# What the exercise asks:
Which lines below include "dots"? Copy them all.

━━━━

//! # Parsing Boundary
//!
//! Turns untrusted text from forms and JSON bodies into typed, range-checked
//! values. Nothing here coerces: bad input is an error, never `0`.
//!
//! ```text
//!   "₹1,299.50"  ──parse_money──►     Money(129950)
//!   "12.5"       ──parse_discount──►  DiscountRate(1250)
//!   "18%"        ──parse_tax_rate──►  TaxRate(1800)
//!   "3"          ──parse_quantity──►  3
//!   "-2" / "abc" / "1.005"  ──────►   ValidationError
//! ```

use rust_decimal::prelude::ToPrimitive;
use rust_decimal::Decimal;
use serde::{Deserialize, Serialize};
use std::fmt;
use std::str::FromStr;

use crate::error::ValidationError;
use crate::money::{Money, DISPLAY_DECIMALS};
use crate::rates::{DiscountRate, TaxRate};
use crate::validation::ValidationResult;
use crate::MAX_ITEM_QUANTITY;

/// Currency markers accepted in front of an amount. Longest first.
const CURRENCY_PREFIXES: [&str; 4] = ["₹", "INR", "RS.", "RS"];

// =============================================================================
// Numeric Input
// =============================================================================

/// A JSON value that may arrive as `12.5` or `"12.5"`.
///
/// Request bodies use this for every numeric field; the text is then run
/// through the parsers below, so both shapes get identical checks.
#[derive(Debug, Clone, PartialEq, Serialize, Deserialize)]
#[serde(untagged)]
pub enum NumericInput {
    Number(serde_json::Number),
    Text(String),
}

impl NumericInput {
    /// The raw text of the value.
    pub fn as_text(&self) -> String {
        match self {
            NumericInput::Number(n) => n.to_string(),
            NumericInput::Text(s) => s.clone(),
        }
    }
}

impl fmt::Display for NumericInput {
    fn fmt(&self, f: &mut fmt::Formatter<'_>) -> fmt::Result {
        f.write_str(&self.as_text())
    }
}

impl From<i64> for NumericInput {
    fn from(value: i64) -> Self {
        NumericInput::Number(value.into())
    }
}

impl From<&str> for NumericInput {
    fn from(value: &str) -> Self {
        NumericInput::Text(value.to_string())
    }
}

// =============================================================================
// Decimal Parsing
// =============================================================================

/// Parses a non-negative decimal with at most `max_dp` fractional digits.
///
/// Thousands separators and surrounding whitespace are ignored.
fn parse_decimal(field: &str, input: &str, max_dp: u32) -> ValidationResult<Decimal> {
    let text: String = input
        .trim()
        .chars()
        .filter(|c| *c != ',' && !c.is_whitespace())
        .collect();

    if text.is_empty() {
        return Err(ValidationError::required(field));
    }

    if text.starts_with('-') {
        return Err(ValidationError::negative(field));
    }

    let digits = text.strip_prefix('+').unwrap_or(&text);
    let dots = digits.chars().filter(|c| *c == '.').count();
    if dots > 1
        || !digits.chars().any(|c| c.is_ascii_digit())
        || !digits.chars().all(|c| c.is_ascii_digit() || c == '.')
    {
        return Err(ValidationError::invalid_format(field, "must be a number"));
    }

    let value = Decimal::from_str(digits)
        .map_err(|_| ValidationError::invalid_format(field, "must be a number"))?;

    if value.normalize().scale() > max_dp {
        return Err(ValidationError::invalid_format(
            field,
            format!("at most {max_dp} decimal places"),
        ));
    }

    Ok(value)
}

/// Parses a whole, non-negative number.
fn parse_whole(field: &str, input: &str) -> ValidationResult<i64> {
    let text = input.trim();

    if text.is_empty() {
        return Err(ValidationError::required(field));
    }

    if text.starts_with('-') {
        return Err(ValidationError::negative(field));
    }

    let digits = text.strip_prefix('+').unwrap_or(text);
    if digits.is_empty() || !digits.chars().all(|c| c.is_ascii_digit()) {
        return Err(ValidationError::invalid_format(field, "must be a whole number"));
    }

    digits
        .parse::<i64>()
        .map_err(|_| ValidationError::out_of_range(field, 0, i64::MAX))
}

fn strip_currency(input: &str) -> &str {
    let trimmed = input.trim();
    for prefix in CURRENCY_PREFIXES {
        if let Some(head) = trimmed.get(..prefix.len()) {
            if head.eq_ignore_ascii_case(prefix) {
                return &trimmed[prefix.len()..];
            }
        }
    }
    trimmed
}

// =============================================================================
// Public Parsers
// =============================================================================

/// Parses a rupee amount into paise.
///
/// ## Example
/// ```rust
/// use billbook_core::parse::parse_money;
///
/// assert_eq!(parse_money("₹1,299.50").unwrap().paise(), 129_950);
/// assert_eq!(parse_money("Rs. 45").unwrap().paise(), 4_500);
/// assert!(parse_money("-10").is_err());
/// assert!(parse_money("12.345").is_err());
/// ```
pub fn parse_money(input: &str) -> ValidationResult<Money> {
    let value = parse_decimal("amount", strip_currency(input), DISPLAY_DECIMALS)?;
    let paise = value
        .checked_mul(Decimal::ONE_HUNDRED)
        .and_then(|paise| paise.to_i64())
        .ok_or_else(|| ValidationError::out_of_range("amount", 0, i64::MAX / 100))?;
    Ok(Money::from_paise(paise))
}

/// Parses a percentage (`"12.5"`, `"18%"`) into basis points within 0..=100%.
pub fn parse_percent(field: &str, input: &str) -> ValidationResult<u32> {
    let text = input.trim();
    let text = text.strip_suffix('%').unwrap_or(text);
    let value = parse_decimal(field, text, 2)?;

    if value > Decimal::ONE_HUNDRED {
        return Err(ValidationError::out_of_range(field, 0, 100));
    }

    (value * Decimal::ONE_HUNDRED)
        .to_u32()
        .ok_or_else(|| ValidationError::out_of_range(field, 0, 100))
}

/// Parses a line discount percentage.
pub fn parse_discount(input: &str) -> ValidationResult<DiscountRate> {
    let bps = parse_percent("discount", input)?;
    DiscountRate::from_bps(bps).map_err(|_| ValidationError::out_of_range("discount", 0, 100))
}

/// Parses a GST rate percentage.
pub fn parse_tax_rate(input: &str) -> ValidationResult<TaxRate> {
    parse_percent("tax_rate", input).map(TaxRate::from_bps)
}

/// Parses a line quantity. `0` is allowed and means "remove the line".
///
/// ## Example
/// ```rust
/// use billbook_core::parse::parse_quantity;
///
/// assert_eq!(parse_quantity(" 3 ").unwrap(), 3);
/// assert_eq!(parse_quantity("0").unwrap(), 0);
/// assert!(parse_quantity("-1").is_err());
/// assert!(parse_quantity("1.5").is_err());
/// ```
pub fn parse_quantity(input: &str) -> ValidationResult<i64> {
    let qty = parse_whole("quantity", input)?;
    if qty > MAX_ITEM_QUANTITY {
        return Err(ValidationError::out_of_range("quantity", 0, MAX_ITEM_QUANTITY));
    }
    Ok(qty)
}

/// Parses a loyalty point count.
pub fn parse_points(input: &str) -> ValidationResult<i64> {
    parse_whole("points", input)
}

// =============================================================================
// Unit Tests
// =============================================================================

#[cfg(test)]
mod tests {
    use super::*;

    #[test]
    fn test_parse_money_accepts() {
        let cases = [
            ("100", 10_000),
            ("100.5", 10_050),
            ("0.05", 5),
            ("₹1,299.50", 129_950),
            ("₹ 450", 45_000),
            ("Rs.45", 4_500),
            ("rs 45.00", 4_500),
            ("INR 1,00,000", 10_000_000),
            ("  12.10  ", 1_210),
            ("0", 0),
        ];
        for (input, paise) in cases {
            assert_eq!(parse_money(input).unwrap().paise(), paise, "input {input:?}");
        }
    }

    #[test]
    fn test_parse_money_rejects() {
        for input in ["", "   ", "₹", "-10", "₹-10", "abc", "12.345", "1.2.3", "NaN", "1e3"] {
            assert!(parse_money(input).is_err(), "input {input:?} should fail");
        }
        assert_eq!(
            parse_money("-10").unwrap_err(),
            ValidationError::negative("amount")
        );
    }

    #[test]
    fn test_parse_money_rejects_oversized_amounts() {
        let too_large = ValidationError::out_of_range("amount", 0, i64::MAX / 100);
        // Largest Decimal: scaling to paise overflows
        assert_eq!(parse_money("79228162514264337593543950335").unwrap_err(), too_large);
        // Fits a Decimal, not an i64 of paise
        assert_eq!(parse_money("1000000000000000000").unwrap_err(), too_large);
    }

    #[test]
    fn test_trailing_zeros_do_not_count_as_precision() {
        assert_eq!(parse_money("12.5000").unwrap().paise(), 1_250);
    }

    #[test]
    fn test_parse_discount() {
        assert_eq!(parse_discount("0").unwrap().bps(), 0);
        assert_eq!(parse_discount("10").unwrap().bps(), 1000);
        assert_eq!(parse_discount("12.5%").unwrap().bps(), 1250);
        assert_eq!(parse_discount("100").unwrap().bps(), 10_000);

        assert!(parse_discount("100.01").is_err());
        assert!(parse_discount("150").is_err());
        assert!(parse_discount("-5").is_err());
        assert!(parse_discount("ten").is_err());
    }

    #[test]
    fn test_parse_tax_rate() {
        assert_eq!(parse_tax_rate("18").unwrap(), TaxRate::GST_18);
        assert_eq!(parse_tax_rate("5%").unwrap(), TaxRate::GST_5);
        assert!(parse_tax_rate("101").is_err());
    }

    #[test]
    fn test_parse_quantity() {
        assert_eq!(parse_quantity("1").unwrap(), 1);
        assert_eq!(parse_quantity("+2").unwrap(), 2);
        assert_eq!(parse_quantity("0").unwrap(), 0);

        assert!(parse_quantity("").is_err());
        assert!(parse_quantity("-1").is_err());
        assert!(parse_quantity("2.0").is_err());
        assert!(parse_quantity("two").is_err());
        assert!(parse_quantity("1000000").is_err());
    }

    #[test]
    fn test_parse_points() {
        assert_eq!(parse_points("80").unwrap(), 80);
        assert_eq!(parse_points("-1").unwrap_err(), ValidationError::negative("points"));
        assert!(parse_points("99999999999999999999999").is_err());
    }

    #[test]
    fn test_numeric_input_accepts_both_shapes() {
        let n: NumericInput = serde_json::from_str("12.5").unwrap();
        let s: NumericInput = serde_json::from_str("\"12.5\"").unwrap();
        assert_eq!(parse_discount(&n.as_text()).unwrap(), parse_discount(&s.as_text()).unwrap());

        let q: NumericInput = serde_json::from_str("3").unwrap();
        assert_eq!(parse_quantity(&q.as_text()).unwrap(), 3);
    }
}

━━━━

# Expected answer:
    let dots = digits.chars().filter(|c| *c == '.').count();
    if dots > 1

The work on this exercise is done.